GIVEN DATA:
|---|

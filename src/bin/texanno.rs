//! texanno - annotation export, diff and scoring CLI
//!
//! # Usage
//!
//! ```bash
//! # IOB tags of an annotator's window
//! texanno export -t paper.tex -a ana.json
//!
//! # Annotations the annotators disagree on
//! texanno diff -t paper.tex -a ana.json -a ben.json --tag definition --tag theorem
//!
//! # Score a system against a reference
//! texanno score -t paper.tex --system sys.json --reference gold.json --format json
//! ```

use std::process::ExitCode;

use clap::Parser;

use texanno::cli::output::format_error;
use texanno::cli::{run, Cli};

fn main() -> ExitCode {
    let cli = Cli::parse();

    env_logger::Builder::from_env(env_logger::Env::default().default_filter_or(cli.log_filter()))
        .target(env_logger::Target::Stderr)
        .init();

    match run(cli) {
        Ok(()) => ExitCode::SUCCESS,
        Err(e) => {
            eprintln!("{}", format_error("texanno", &e));
            ExitCode::FAILURE
        }
    }
}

|---|

TASK BRIEF:
Filter the entries down to the lines holding the string "paper". Copy each of those lines.

SOLUTION TO THIS PROBLEM:
//! texanno export -t paper.tex -a ana.json
//! texanno diff -t paper.tex -a ana.json -a ben.json --tag definition --tag theorem
//! texanno score -t paper.tex --system sys.json --reference gold.json --format json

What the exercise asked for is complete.